(Collected data)
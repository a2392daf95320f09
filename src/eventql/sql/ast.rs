/*!
# Event Query Abstract Syntax Tree (AST)

This module defines the syntax tree produced by the event query parser. The same owned
tree serves two roles:

- **Analysis**: wrapped by read-only [`node::AstNode`] handles, it is explored to find the
  targets, aliases and fields a query references
- **Execution model**: wrapped by [`StatementModel`], it is mutated in place by the
  identifier rewriter and rendered back to text with [`StatementModel::to_epl`]

## Example Queries

```sql
-- Single target with a view and an output alias
SELECT count(*) AS cnt FROM access_log.win:time_batch(10 sec) WHERE path = '/' AND size > 100

-- Aliased target and a correlated subquery
SELECT * FROM RfidEvent AS RFID
WHERE 'Dock 1' = (SELECT name FROM Zones.std:unique(zoneName) WHERE zoneId = RFID.zoneId)

-- Pattern stream with tagged event filters
SELECT a.user, b.amount FROM PATTERN [EVERY a=Login -> b=Purchase(amount > 100)]
```

## Architecture

Every node shape is a plain enum or struct variant; which structural capabilities a node
has (an event type name, a filter, child expressions, call parameters, a chain of links)
is decided by exhaustive matching, never by runtime probing.
*/

pub mod node;
mod render;

/// A parsed `SELECT` statement, at the top level or nested as a subquery.
#[derive(Debug, Clone, PartialEq)]
pub struct SelectStatement {
    /// Whether `SELECT DISTINCT` was requested
    pub distinct: bool,
    /// Selection list
    pub select: Vec<SelectItem>,
    /// Streams in the FROM clause, in declaration order
    pub from: Vec<Stream>,
    /// Optional WHERE clause
    pub where_clause: Option<Expr>,
    /// GROUP BY expressions (empty when absent)
    pub group_by: Vec<Expr>,
    /// Optional HAVING clause
    pub having: Option<Expr>,
    /// ORDER BY items (empty when absent)
    pub order_by: Vec<OrderByItem>,
}

/// One entry of the selection list
#[derive(Debug, Clone, PartialEq)]
pub enum SelectItem {
    /// `*`
    Wildcard,
    /// `expr [AS alias]`
    Expression { expr: Expr, alias: Option<String> },
}

impl SelectItem {
    /// Output column name declared with `AS`, if any.
    pub fn alias(&self) -> Option<&str> {
        match self {
            SelectItem::Wildcard => None,
            SelectItem::Expression { alias, .. } => alias.as_deref(),
        }
    }
}

/// A stream declared in the FROM clause.
#[derive(Debug, Clone, PartialEq)]
pub struct Stream {
    /// Where events of this stream come from
    pub source: StreamSource,
    /// Views attached to the stream (`.win:time(10 sec)`)
    pub views: Vec<View>,
    /// Stream alias (`AS name` or a bare trailing identifier)
    pub alias: Option<String>,
}

/// Source of a FROM-clause stream
#[derive(Debug, Clone, PartialEq)]
pub enum StreamSource {
    /// Named target with an optional filter: `Target(expr)`
    Filter(EventFilter),
    /// `PATTERN [ ... ]`
    Pattern(PatternExpr),
    /// `METHOD:Class.method(params)`
    Method {
        class_name: String,
        method_name: String,
        parameters: Vec<Expr>,
    },
    /// A sub-select used as a derived stream: `(SELECT ...) AS name`
    Subquery(Box<SelectStatement>),
}

/// Reference to an event type, optionally filtered.
#[derive(Debug, Clone, PartialEq)]
pub struct EventFilter {
    /// Target (event type) name; rewritten to the physical type name before execution
    pub event_type_name: String,
    /// Optional filter expression applied to every event of the type
    pub filter: Option<Expr>,
}

/// A view attached to a stream: `namespace:name(parameters)`
#[derive(Debug, Clone, PartialEq)]
pub struct View {
    pub namespace: String,
    pub name: String,
    pub parameters: Vec<Expr>,
}

/// Pattern expression inside `PATTERN [ ... ]`
#[derive(Debug, Clone, PartialEq)]
pub enum PatternExpr {
    /// `[tag=]Target[(filter)]`
    Filter {
        tag: Option<String>,
        filter: EventFilter,
    },
    /// `EVERY p`
    Every(Box<PatternExpr>),
    /// `NOT p`
    Not(Box<PatternExpr>),
    /// `p -> q -> ...`
    FollowedBy(Vec<PatternExpr>),
    /// `p AND q AND ...`
    And(Vec<PatternExpr>),
    /// `p OR q OR ...`
    Or(Vec<PatternExpr>),
}

impl PatternExpr {
    /// Immediate sub-patterns.
    pub fn children(&self) -> Vec<&PatternExpr> {
        match self {
            PatternExpr::Filter { .. } => Vec::new(),
            PatternExpr::Every(inner) | PatternExpr::Not(inner) => vec![inner.as_ref()],
            PatternExpr::FollowedBy(items) | PatternExpr::And(items) | PatternExpr::Or(items) => {
                items.iter().collect()
            }
        }
    }

    /// Every event filter in this pattern, depth first, with its tag.
    pub fn filters(&self) -> Vec<(Option<&str>, &EventFilter)> {
        match self {
            PatternExpr::Filter { tag, filter } => vec![(tag.as_deref(), filter)],
            _ => self
                .children()
                .into_iter()
                .flat_map(PatternExpr::filters)
                .collect(),
        }
    }
}

/// ORDER BY item
#[derive(Debug, Clone, PartialEq)]
pub struct OrderByItem {
    pub expr: Expr,
    pub descending: bool,
}

/// One link of a method chain: `name` or `name(params)`.
///
/// The first link of a chain may be a dotted property path (`opts.num.$0` in
/// `opts.num.$0.length()`); later links are method invocations.
#[derive(Debug, Clone, PartialEq)]
pub struct ChainLink {
    pub name: String,
    /// `None` for a property access, `Some` (possibly empty) for an invocation
    pub parameters: Option<Vec<Expr>>,
}

/// Expressions
#[derive(Debug, Clone, PartialEq)]
pub enum Expr {
    /// Dotted property path: `field`, `T.field`, `field.key1.$0`
    Property(String),
    /// Method chain: `path.method(args).other()`
    Chain(Vec<ChainLink>),
    /// Function call: `count(*)`, `max(DISTINCT x)`
    Function {
        name: String,
        distinct: bool,
        args: Vec<Expr>,
    },
    /// Literal value
    Literal(Literal),
    /// Time period literal: `10 sec`
    TimePeriod { value: String, unit: String },
    /// `*` as a function argument
    Wildcard,
    /// Binary operation
    BinaryOp {
        left: Box<Expr>,
        op: BinaryOperator,
        right: Box<Expr>,
    },
    /// Unary operation
    UnaryOp { op: UnaryOperator, expr: Box<Expr> },
    /// `expr IS [NOT] NULL`
    IsNull { expr: Box<Expr>, negated: bool },
    /// `expr [NOT] IN (a, b, ...)`
    InList {
        expr: Box<Expr>,
        list: Vec<Expr>,
        negated: bool,
    },
    /// `expr [NOT] IN (SELECT ...)`
    InSubquery {
        expr: Box<Expr>,
        subquery: Box<SelectStatement>,
        negated: bool,
    },
    /// `expr [NOT] BETWEEN low AND high`
    Between {
        expr: Box<Expr>,
        low: Box<Expr>,
        high: Box<Expr>,
        negated: bool,
    },
    /// `expr [NOT] LIKE pattern`
    Like {
        expr: Box<Expr>,
        pattern: Box<Expr>,
        negated: bool,
    },
    /// `CASE [operand] WHEN .. THEN .. [ELSE ..] END`
    Case {
        operand: Option<Box<Expr>>,
        when_then: Vec<(Expr, Expr)>,
        else_result: Option<Box<Expr>>,
    },
    /// Scalar subquery: `(SELECT ...)`
    Subquery(Box<SelectStatement>),
    /// `EXISTS (SELECT ...)`
    Exists(Box<SelectStatement>),
    /// Parenthesized expression
    Nested(Box<Expr>),
}

impl Expr {
    /// Immediate child expressions, excluding chain link parameters and subquery bodies.
    pub fn children(&self) -> Vec<&Expr> {
        match self {
            Expr::Property(_)
            | Expr::Chain(_)
            | Expr::Literal(_)
            | Expr::TimePeriod { .. }
            | Expr::Wildcard
            | Expr::Subquery(_)
            | Expr::Exists(_) => Vec::new(),
            Expr::Function { args, .. } => args.iter().collect(),
            Expr::BinaryOp { left, right, .. } => vec![left.as_ref(), right.as_ref()],
            Expr::UnaryOp { expr, .. }
            | Expr::IsNull { expr, .. }
            | Expr::InSubquery { expr, .. }
            | Expr::Nested(expr) => vec![expr.as_ref()],
            Expr::InList { expr, list, .. } => {
                let mut children = vec![expr.as_ref()];
                children.extend(list.iter());
                children
            }
            Expr::Between {
                expr, low, high, ..
            } => vec![expr.as_ref(), low.as_ref(), high.as_ref()],
            Expr::Like { expr, pattern, .. } => vec![expr.as_ref(), pattern.as_ref()],
            Expr::Case {
                operand,
                when_then,
                else_result,
            } => {
                let mut children = Vec::new();
                if let Some(operand) = operand {
                    children.push(operand.as_ref());
                }
                for (when, then) in when_then {
                    children.push(when);
                    children.push(then);
                }
                if let Some(else_result) = else_result {
                    children.push(else_result.as_ref());
                }
                children
            }
        }
    }

    /// Mutable counterpart of [`Expr::children`], in the same order.
    pub fn children_mut(&mut self) -> Vec<&mut Expr> {
        match self {
            Expr::Property(_)
            | Expr::Chain(_)
            | Expr::Literal(_)
            | Expr::TimePeriod { .. }
            | Expr::Wildcard
            | Expr::Subquery(_)
            | Expr::Exists(_) => Vec::new(),
            Expr::Function { args, .. } => args.iter_mut().collect(),
            Expr::BinaryOp { left, right, .. } => vec![left.as_mut(), right.as_mut()],
            Expr::UnaryOp { expr, .. }
            | Expr::IsNull { expr, .. }
            | Expr::InSubquery { expr, .. }
            | Expr::Nested(expr) => vec![expr.as_mut()],
            Expr::InList { expr, list, .. } => {
                let mut children = vec![expr.as_mut()];
                children.extend(list.iter_mut());
                children
            }
            Expr::Between {
                expr, low, high, ..
            } => vec![expr.as_mut(), low.as_mut(), high.as_mut()],
            Expr::Like { expr, pattern, .. } => vec![expr.as_mut(), pattern.as_mut()],
            Expr::Case {
                operand,
                when_then,
                else_result,
            } => {
                let mut children = Vec::new();
                if let Some(operand) = operand {
                    children.push(operand.as_mut());
                }
                for (when, then) in when_then.iter_mut() {
                    children.push(when);
                    children.push(then);
                }
                if let Some(else_result) = else_result {
                    children.push(else_result.as_mut());
                }
                children
            }
        }
    }

    /// Subquery embedded directly in this expression, if any.
    pub fn subquery(&self) -> Option<&SelectStatement> {
        match self {
            Expr::Subquery(statement)
            | Expr::Exists(statement)
            | Expr::InSubquery {
                subquery: statement,
                ..
            } => Some(statement.as_ref()),
            _ => None,
        }
    }

    /// The dotted path this expression reads as a field, if it is a field reference.
    ///
    /// Plain properties read their whole path; a method chain reads the property path
    /// of its first link when that link is not itself an invocation.
    pub fn field_path(&self) -> Option<&str> {
        match self {
            Expr::Property(name) => Some(name),
            Expr::Chain(links) => links
                .first()
                .filter(|link| link.parameters.is_none())
                .map(|link| link.name.as_str()),
            _ => None,
        }
    }
}

/// Literal values
#[derive(Debug, Clone, PartialEq)]
pub enum Literal {
    /// Numeric literal, kept as written
    Number(String),
    String(String),
    Boolean(bool),
    Null,
}

/// Binary operators
#[derive(Debug, Clone, Copy, PartialEq, Eq)]
pub enum BinaryOperator {
    Add,
    Subtract,
    Multiply,
    Divide,
    Modulo,
    Concat,
    Equal,
    NotEqual,
    LessThan,
    LessThanOrEqual,
    GreaterThan,
    GreaterThanOrEqual,
    And,
    Or,
}

/// Unary operators
#[derive(Debug, Clone, Copy, PartialEq, Eq)]
pub enum UnaryOperator {
    Not,
    Minus,
}

impl Stream {
    /// Target names this stream declares.
    ///
    /// Method-invocation and derived (sub-select) streams declare none: the targets of a
    /// derived stream belong to the subquery's own scope.
    pub fn targets(&self) -> Vec<&str> {
        match &self.source {
            StreamSource::Filter(filter) => vec![filter.event_type_name.as_str()],
            StreamSource::Pattern(pattern) => pattern
                .filters()
                .into_iter()
                .map(|(_, filter)| filter.event_type_name.as_str())
                .collect(),
            StreamSource::Method { .. } | StreamSource::Subquery(_) => Vec::new(),
        }
    }

    /// Alias declarations of this stream as `(alias, target)` pairs.
    ///
    /// The target is `None` when the alias names a derived stream (sub-select, method
    /// invocation, or a multi-target pattern) rather than a single raw target.
    pub fn aliases(&self) -> Vec<(&str, Option<&str>)> {
        let mut aliases = Vec::new();
        if let StreamSource::Pattern(pattern) = &self.source {
            for (tag, filter) in pattern.filters() {
                if let Some(tag) = tag {
                    aliases.push((tag, Some(filter.event_type_name.as_str())));
                }
            }
        }
        if let Some(alias) = &self.alias {
            let targets = self.targets();
            let target = match (&self.source, targets.as_slice()) {
                (StreamSource::Filter(_), [target]) | (StreamSource::Pattern(_), [target]) => {
                    Some(*target)
                }
                _ => None,
            };
            aliases.push((alias.as_str(), target));
        }
        aliases
    }
}

/// The compiled form of a statement: the representation the identifier rewriter
/// mutates and the execution runtime consumes.
#[derive(Debug, Clone, PartialEq)]
pub struct StatementModel {
    statement: SelectStatement,
}

impl StatementModel {
    pub fn new(statement: SelectStatement) -> Self {
        Self { statement }
    }

    pub fn statement(&self) -> &SelectStatement {
        &self.statement
    }

    pub fn statement_mut(&mut self) -> &mut SelectStatement {
        &mut self.statement
    }

    pub fn into_statement(self) -> SelectStatement {
        self.statement
    }

    /// Render the statement back to query text.
    pub fn to_epl(&self) -> String {
        self.statement.to_string()
    }
}

impl From<SelectStatement> for StatementModel {
    fn from(statement: SelectStatement) -> Self {
        Self::new(statement)
    }
}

◆ **BRIEF**: The expected output is the exact run of lines from the start of the entries through the line with "tree serves two", inclusive.

◆ **EXERCISE RESPONSE**:
repository a2392daf95320f09
filename src/eventql/sql/ast.rs
/*!
# Event Query Abstract Syntax Tree (AST)

This module defines the syntax tree produced by the event query parser. The same owned
tree serves two roles:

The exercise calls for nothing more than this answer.